Collected data entries:
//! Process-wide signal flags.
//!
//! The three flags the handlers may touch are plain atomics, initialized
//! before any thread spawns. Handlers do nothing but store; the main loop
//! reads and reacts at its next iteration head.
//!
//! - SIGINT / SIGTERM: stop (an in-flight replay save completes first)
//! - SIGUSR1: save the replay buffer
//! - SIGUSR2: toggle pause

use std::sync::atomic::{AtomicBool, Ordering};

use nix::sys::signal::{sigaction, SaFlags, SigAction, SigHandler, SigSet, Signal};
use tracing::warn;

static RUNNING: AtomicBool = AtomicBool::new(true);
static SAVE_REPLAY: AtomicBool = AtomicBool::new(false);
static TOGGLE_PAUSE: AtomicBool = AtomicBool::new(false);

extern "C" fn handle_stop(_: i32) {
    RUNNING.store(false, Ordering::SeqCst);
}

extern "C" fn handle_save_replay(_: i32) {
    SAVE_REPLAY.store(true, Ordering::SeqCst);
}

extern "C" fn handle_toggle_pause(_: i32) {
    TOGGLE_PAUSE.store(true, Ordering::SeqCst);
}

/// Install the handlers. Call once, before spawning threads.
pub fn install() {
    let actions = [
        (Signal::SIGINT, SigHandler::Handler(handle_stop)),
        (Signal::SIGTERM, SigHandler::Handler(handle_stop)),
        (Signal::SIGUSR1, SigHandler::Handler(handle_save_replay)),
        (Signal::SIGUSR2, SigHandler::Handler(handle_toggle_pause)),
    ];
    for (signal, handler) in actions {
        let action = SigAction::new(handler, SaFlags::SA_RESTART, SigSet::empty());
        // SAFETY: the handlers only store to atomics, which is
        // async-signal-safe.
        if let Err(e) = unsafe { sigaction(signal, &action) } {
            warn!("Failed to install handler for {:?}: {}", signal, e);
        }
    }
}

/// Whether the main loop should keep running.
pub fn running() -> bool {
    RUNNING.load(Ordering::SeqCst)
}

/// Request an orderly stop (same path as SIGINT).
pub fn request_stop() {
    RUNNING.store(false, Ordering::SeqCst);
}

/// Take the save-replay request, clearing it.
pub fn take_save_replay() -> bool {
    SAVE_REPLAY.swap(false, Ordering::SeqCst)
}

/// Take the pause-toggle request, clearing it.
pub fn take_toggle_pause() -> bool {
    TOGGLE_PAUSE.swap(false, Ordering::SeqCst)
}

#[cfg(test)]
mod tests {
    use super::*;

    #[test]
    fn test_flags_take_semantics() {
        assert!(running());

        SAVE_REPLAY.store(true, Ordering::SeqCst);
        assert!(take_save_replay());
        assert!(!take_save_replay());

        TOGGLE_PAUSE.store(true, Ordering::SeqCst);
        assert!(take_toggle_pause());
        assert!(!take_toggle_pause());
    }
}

_Exercise instructions:_
Using the data above, reproduce exactly the lines between those holding "SigAction::new(handler, SaFlags::SA_RESTART, SigSet::empty());" and "if let Err(e)", inclusive, and no others.

_Answer for this exercise:_
        let action = SigAction::new(handler, SaFlags::SA_RESTART, SigSet::empty());
        // SAFETY: the handlers only store to atomics, which is
        // async-signal-safe.
        if let Err(e) = unsafe { sigaction(signal, &action) } {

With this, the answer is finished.